Breakfast is, without fail, plain porridge without peanut butter or margarine. Lunch tends to be sadza with cabbage or kapenta.
Here, people eat to survive.
Two pit latrines service the entire centre, and Mrs Masaraure says they have survived typhoid and cholera by “the grace of God”.
The children, though, are upbeat and grateful.
“Our situation is different from other children. We do not have enough food, shoes and clothing. I am, however, going to study hard and one day realise my dream of becoming a medical doctor,” Trainos, now 15, tell us.
Still in Grade 5 (he would ordinarily be in Form 3), Trainos says he will make it to secondary school soon.

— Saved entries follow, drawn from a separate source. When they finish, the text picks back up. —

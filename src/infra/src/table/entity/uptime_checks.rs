// Copyright 2025 OpenObserve Inc.
//
// This program is free software: you can redistribute it and/or modify
// it under the terms of the GNU Affero General Public License as published by
// the Free Software Foundation, either version 3 of the License, or
// (at your option) any later version.
//
// This program is distributed in the hope that it will be useful
// but WITHOUT ANY WARRANTY; without even the implied warranty of
// MERCHANTABILITY or FITNESS FOR A PARTICULAR PURPOSE.  See the
// GNU Affero General Public License for more details.
//
// You should have received a copy of the GNU Affero General Public License
// along with this program.  If not, see <http://www.gnu.org/licenses/>.

//! `SeaORM` Entity for the uptime_checks table (immutable samples)

use sea_orm::entity::prelude::*;
use serde::{Deserialize, Serialize};

#[derive(Clone, Debug, PartialEq, DeriveEntityModel, Eq, Serialize, Deserialize)]
#[sea_orm(table_name = "uptime_checks")]
pub struct Model {
    #[sea_orm(primary_key, auto_increment = false)]
    pub id: String,
    pub monitor_id: String,
    /// Edge location that ran the probe
    pub location: String,
    pub is_up: bool,
    pub latency_ms: i64,
    /// HTTP status, or 0 for tcp/connection failures
    pub status: i32,
    pub error: Option<String>,
    pub checked_at: i64,
}

#[derive(Copy, Clone, Debug, EnumIter, DeriveRelation)]
pub enum Relation {
    #[sea_orm(
        belongs_to = "super::uptime_monitors::Entity",
        from = "Column::MonitorId",
        to = "super::uptime_monitors::Column::Id"
    )]
    UptimeMonitors,
}

impl Related<super::uptime_monitors::Entity> for Entity {
    fn to() -> RelationDef {
        Relation::UptimeMonitors.def()
    }
}

impl ActiveModelBehavior for ActiveModel {}
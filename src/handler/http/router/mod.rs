// Copyright 2025 OpenObserve Inc.
//
// This program is free software: you can redistribute it and/or modify
// it under the terms of the GNU Affero General Public License as published by
// the Free Software Foundation, either version 3 of the License, or
// (at your option) any later version.
//
// This program is distributed in the hope that it will be useful
// but WITHOUT ANY WARRANTY; without even the implied warranty of
// MERCHANTABILITY or FITNESS FOR A PARTICULAR PURPOSE.  See the
// GNU Affero General Public License for more details.
//
// You should have received a copy of the GNU Affero General Public License
// along with this program.  If not, see <http://www.gnu.org/licenses/>.

use std::time::Duration;

use axum::{
    Router,
    extract::DefaultBodyLimit,
    routing::{delete, get, post},
};
use tower_http::{
    cors::CorsLayer,
    request_id::{MakeRequestUuid, PropagateRequestIdLayer, SetRequestIdLayer},
    timeout::TimeoutLayer,
    trace::TraceLayer,
};

use super::request::{
    groups, health, incidents, ingest, memberships, policies, schedules, uptime,
};

pub mod openapi;

pub fn create_router() -> Router {
    let cfg = config::get_config();

    let api = Router::new()
        // incidents
        .route("/incidents", get(incidents::list).post(incidents::create))
        .route("/incidents/{incident_id}", get(incidents::get))
        .route("/incidents/{incident_id}/events", get(incidents::events))
        .route(
            "/incidents/{incident_id}/acknowledge",
            post(incidents::acknowledge),
        )
        .route(
            "/incidents/{incident_id}/unacknowledge",
            post(incidents::unacknowledge),
        )
        .route("/incidents/{incident_id}/resolve", post(incidents::resolve))
        .route("/incidents/{incident_id}/assign", post(incidents::assign))
        // inbound webhooks
        .route("/ingest/datadog/{org_id}/{token}", post(ingest::datadog))
        .route(
            "/ingest/alertmanager/{org_id}/{token}",
            post(ingest::alertmanager),
        )
        // uptime
        .route("/uptime/report", post(uptime::report))
        .route("/monitors", get(uptime::list).post(uptime::create))
        .route(
            "/monitors/{monitor_id}",
            get(uptime::get).put(uptime::update).delete(uptime::delete),
        )
        // schedules & on-call
        .route("/schedules", get(schedules::list).post(schedules::create))
        .route("/schedules/preview", post(schedules::preview))
        .route(
            "/schedules/{schedule_id}",
            axum::routing::put(schedules::update).delete(schedules::delete),
        )
        .route("/oncall/{group_id}", get(schedules::who_is_on_call))
        .route("/oncall/{group_id}/shifts", get(schedules::effective_shifts))
        .route(
            "/overrides",
            get(schedules::list_overrides).post(schedules::create_override),
        )
        .route("/overrides/{override_id}", delete(schedules::delete_override))
        // escalation policies
        .route("/policies", get(policies::list).post(policies::create))
        .route(
            "/policies/{policy_id}",
            get(policies::get)
                .put(policies::update)
                .delete(policies::delete),
        )
        // groups
        .route("/groups", get(groups::list).post(groups::create))
        .route(
            "/groups/{group_id}",
            get(groups::get).put(groups::update).delete(groups::delete),
        )
        // memberships
        .route(
            "/memberships",
            post(memberships::add)
                .put(memberships::update_role)
                .delete(memberships::remove),
        )
        .route(
            "/memberships/resource/{object_type}/{object_id}",
            get(memberships::list_resource_members),
        )
        .route(
            "/memberships/user/{user_id}",
            get(memberships::list_user_memberships),
        );

    Router::new()
        .route("/healthz", get(health::healthz))
        .route("/api-docs/openapi.json", get(openapi::openapi_json))
        .nest("/api", api)
        .layer(TraceLayer::new_for_http())
        .layer(SetRequestIdLayer::x_request_id(MakeRequestUuid))
        .layer(PropagateRequestIdLayer::x_request_id())
        .layer(CorsLayer::permissive())
        .layer(TimeoutLayer::new(Duration::from_secs(
            cfg.http.request_timeout,
        )))
        .layer(DefaultBodyLimit::max(
            cfg.limit.json_body_limit_mb * 1024 * 1024,
        ))
}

“I once dropped out of school and was earning a living rummaging the Pomona dumpsite for anything of value. I also sold firewood and slept in an abandoned building after I was chased away from home,” added the youngster.

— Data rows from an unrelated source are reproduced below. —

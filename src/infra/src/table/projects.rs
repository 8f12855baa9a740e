// Copyright 2025 OpenObserve Inc.
//
// This program is free software: you can redistribute it and/or modify
// it under the terms of the GNU Affero General Public License as published by
// the Free Software Foundation, either version 3 of the License, or
// (at your option) any later version.
//
// This program is distributed in the hope that it will be useful
// but WITHOUT ANY WARRANTY; without even the implied warranty of
// MERCHANTABILITY or FITNESS FOR A PARTICULAR PURPOSE.  See the
// GNU Affero General Public License for more details.
//
// You should have received a copy of the GNU Affero General Public License
// along with this program.  If not, see <http://www.gnu.org/licenses/>.

use config::{ider, meta::organization::Project};
use sea_orm::{ActiveModelTrait, ColumnTrait, EntityTrait, QueryFilter, QueryOrder, Set};

use super::entity::projects::{ActiveModel, Column, Entity, Model};
use crate::{
    db::{ORM_CLIENT, connect_to_orm},
    errors::{self, Error, unique_violation},
};

impl From<Model> for Project {
    fn from(model: Model) -> Self {
        Self {
            id: model.id,
            org_id: model.org_id,
            identifier: model.identifier,
            name: model.name,
            created_at: model.created_at,
        }
    }
}

pub async fn create(org_id: &str, identifier: &str, name: &str) -> Result<Project, errors::Error> {
    let client = ORM_CLIENT.get_or_init(connect_to_orm).await;
    let model = ActiveModel {
        id: Set(ider::generate()),
        org_id: Set(org_id.to_string()),
        identifier: Set(identifier.to_string()),
        name: Set(name.to_string()),
        created_at: Set(config::utils::time::now_micros()),
    };

    match model.insert(client).await {
        Ok(model) => Ok(model.into()),
        Err(e) if unique_violation(&e) => Err(Error::ResourceConflict(format!(
            "project identifier {identifier} already exists in org {org_id}"
        ))),
        Err(e) => Err(e.into()),
    }
}

/// Lookup by id alone, for authorization paths that only know the
/// object id.
pub async fn get_any(id: &str) -> Result<Option<Project>, errors::Error> {
    let client = ORM_CLIENT.get_or_init(connect_to_orm).await;
    Ok(Entity::find_by_id(id)
        .one(client)
        .await?
        .map(Project::from))
}

pub async fn get(org_id: &str, id: &str) -> Result<Option<Project>, errors::Error> {
    let client = ORM_CLIENT.get_or_init(connect_to_orm).await;
    Ok(Entity::find_by_id(id)
        .filter(Column::OrgId.eq(org_id))
        .one(client)
        .await?
        .map(Project::from))
}

pub async fn list(org_id: &str) -> Result<Vec<Project>, errors::Error> {
    let client = ORM_CLIENT.get_or_init(connect_to_orm).await;
    Ok(Entity::find()
        .filter(Column::OrgId.eq(org_id))
        .order_by_asc(Column::Identifier)
        .all(client)
        .await?
        .into_iter()
        .map(Project::from)
        .collect())
}
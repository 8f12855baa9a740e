// Copyright 2025 OpenObserve Inc.
//
// This program is free software: you can redistribute it and/or modify
// it under the terms of the GNU Affero General Public License as published by
// the Free Software Foundation, either version 3 of the License, or
// (at your option) any later version.
//
// This program is distributed in the hope that it will be useful
// but WITHOUT ANY WARRANTY; without even the implied warranty of
// MERCHANTABILITY or FITNESS FOR A PARTICULAR PURPOSE.  See the
// GNU Affero General Public License for more details.
//
// You should have received a copy of the GNU Affero General Public License
// along with this program.  If not, see <http://www.gnu.org/licenses/>.

//! `SeaORM` Entity for the users table

use sea_orm::entity::prelude::*;
use serde::{Deserialize, Serialize};

#[derive(Clone, Debug, PartialEq, DeriveEntityModel, Eq, Serialize, Deserialize)]
#[sea_orm(table_name = "users")]
pub struct Model {
    #[sea_orm(primary_key, auto_increment = false)]
    pub id: String,
    #[sea_orm(unique)]
    pub email: String,
    pub display_name: String,
    pub created_at: i64,
}

#[derive(Copy, Clone, Debug, EnumIter, DeriveRelation)]
pub enum Relation {}

impl ActiveModelBehavior for ActiveModel {}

As a person who has lived on the streets, he now has a place to call home, deplorable as the conditions are.
Mr Lloyd Chihumwi, who is in charge of the centre’s construction department, has been working here as a volunteer for a decade. He is another unsung hero.
“At one time, the local authorities were threatening to close this place down, since there were no proper buildings, and it is then that I decided to chip in with my building skills,” Mr Chihumwi, a professional builder, tells us.

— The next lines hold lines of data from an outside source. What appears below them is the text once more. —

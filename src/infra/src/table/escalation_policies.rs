// Copyright 2025 OpenObserve Inc.
//
// This program is free software: you can redistribute it and/or modify
// it under the terms of the GNU Affero General Public License as published by
// the Free Software Foundation, either version 3 of the License, or
// (at your option) any later version.
//
// This program is distributed in the hope that it will be useful
// but WITHOUT ANY WARRANTY; without even the implied warranty of
// MERCHANTABILITY or FITNESS FOR A PARTICULAR PURPOSE.  See the
// GNU Affero General Public License for more details.
//
// You should have received a copy of the GNU Affero General Public License
// along with this program.  If not, see <http://www.gnu.org/licenses/>.

use config::{
    ider,
    meta::escalation::{EscalationLevel, EscalationPolicy},
    utils::json,
};
use sea_orm::{ActiveModelTrait, ColumnTrait, EntityTrait, QueryFilter, QueryOrder, Set};

use super::entity::escalation_policies::{ActiveModel, Column, Entity, Model};
use crate::{
    db::{ORM_CLIENT, connect_to_orm},
    errors::{self, Error},
};

impl From<Model> for EscalationPolicy {
    fn from(model: Model) -> Self {
        let levels: Vec<EscalationLevel> =
            json::from_value(model.levels.clone()).unwrap_or_default();
        Self {
            id: model.id,
            org_id: model.org_id,
            name: model.name,
            description: model.description,
            levels,
            created_at: model.created_at,
            updated_at: model.updated_at,
        }
    }
}

pub async fn create(
    org_id: &str,
    name: &str,
    description: &str,
    levels: &[EscalationLevel],
) -> Result<EscalationPolicy, errors::Error> {
    let client = ORM_CLIENT.get_or_init(connect_to_orm).await;
    let now = config::utils::time::now_micros();
    let model = ActiveModel {
        id: Set(ider::generate()),
        org_id: Set(org_id.to_string()),
        name: Set(name.to_string()),
        description: Set(description.to_string()),
        levels: Set(json::to_value(levels)?),
        created_at: Set(now),
        updated_at: Set(now),
    };
    Ok(model.insert(client).await?.into())
}

pub async fn get(org_id: &str, id: &str) -> Result<Option<EscalationPolicy>, errors::Error> {
    let client = ORM_CLIENT.get_or_init(connect_to_orm).await;
    Ok(Entity::find_by_id(id)
        .filter(Column::OrgId.eq(org_id))
        .one(client)
        .await?
        .map(EscalationPolicy::from))
}

pub async fn list(org_id: &str) -> Result<Vec<EscalationPolicy>, errors::Error> {
    let client = ORM_CLIENT.get_or_init(connect_to_orm).await;
    Ok(Entity::find()
        .filter(Column::OrgId.eq(org_id))
        .order_by_asc(Column::Name)
        .all(client)
        .await?
        .into_iter()
        .map(EscalationPolicy::from)
        .collect())
}

pub async fn update(
    org_id: &str,
    id: &str,
    name: &str,
    description: &str,
    levels: &[EscalationLevel],
) -> Result<EscalationPolicy, errors::Error> {
    let client = ORM_CLIENT.get_or_init(connect_to_orm).await;
    let row = Entity::find_by_id(id)
        .filter(Column::OrgId.eq(org_id))
        .one(client)
        .await?
        .ok_or_else(|| Error::ResourceNotFound(format!("escalation policy {id}")))?;

    let mut active: ActiveModel = row.into();
    active.name = Set(name.to_string());
    active.description = Set(description.to_string());
    active.levels = Set(json::to_value(levels)?);
    active.updated_at = Set(config::utils::time::now_micros());
    Ok(active.update(client).await?.into())
}

pub async fn delete(org_id: &str, id: &str) -> Result<(), errors::Error> {
    let client = ORM_CLIENT.get_or_init(connect_to_orm).await;
    let res = Entity::delete_many()
        .filter(Column::Id.eq(id))
        .filter(Column::OrgId.eq(org_id))
        .exec(client)
        .await?;
    if res.rows_affected == 0 {
        return Err(Error::ResourceNotFound(format!("escalation policy {id}")));
    }
    Ok(())
}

Working with 10 other volunteers, Mr Chihumwi has supervised construction of a building that now encompasses a kitchen, toilets, a bedroom and a classroom block.
Before this, the centre consisted of a string of wooden cabins.
Both the primary and secondary schools are headed by Mr Charles Masaraure, a retired teacher. Like other workers here, his services are free.
“Last year our best student got 19 units in the Grade 7 national examinations. This year, I am sure that one or two of our pupils will perform better,” Mr Masaraure said.
Emma Moyo, who writes those exams this year, believes she will excel.
“What is important for us is the fact that we are being taught. I am not worried about the state of my classroom. My target is to pass my examinations,” says the girl.
More than 36 people offer their sweat and minds as caregivers, teachers, builders, guards and general hands.
Mrs Masaraure opened the sanctuary in 1993 when she was at Hatcliffe Holding Centre, which housed families that had been displaced from Churu and Porta farms.
“Living conditions at the holding camps were bad to say the least. The situation was worsened by the HIV/AIDS scourge which left a lot of orphans in its wake,” she narrates.
When she started, she looked after 338 children – a number that shot to about 700 in two months. Mrs Masaraure sold two of her residential stands and moved in with the orphans.
“We had nowhere to sleep when we started and were at one time forced to sleep in a toilet which was still under construction. I was getting a lot of pressure from council which nearly repossessed the stand due to non-payment,” she recounts.
The mother of seven grown-ups says her love for children and desire to serve are her sources of inspiration.
“As a mother, I love children. I am also motivated by the desire to make this community a better place for our children. I am confident that doctors, lawyers, teachers and other prominent people will come out of this orphanage,” Mrs Masaraure affirms.
To feed the 550 children, the centre needs 64kg of mealie-meal, two litres of cooking oil and six kilogrammes of sugar every day. The nearby Pomona dump site, has proven to be a major setback when it comes to the attainment of the centre’s goals.
“The dumpsite is our major source of headaches. Some of our pupils are skipping lessons as they go and rummage the dump site for valuables that they will then sell. If I had my way I could make sure that people are not allowed anywhere near the site,” says Mrs Masaraure.
But with her band of volunteers and fellow heroes and heroines, Mrs Masaraure will forge onwards until she overcomes.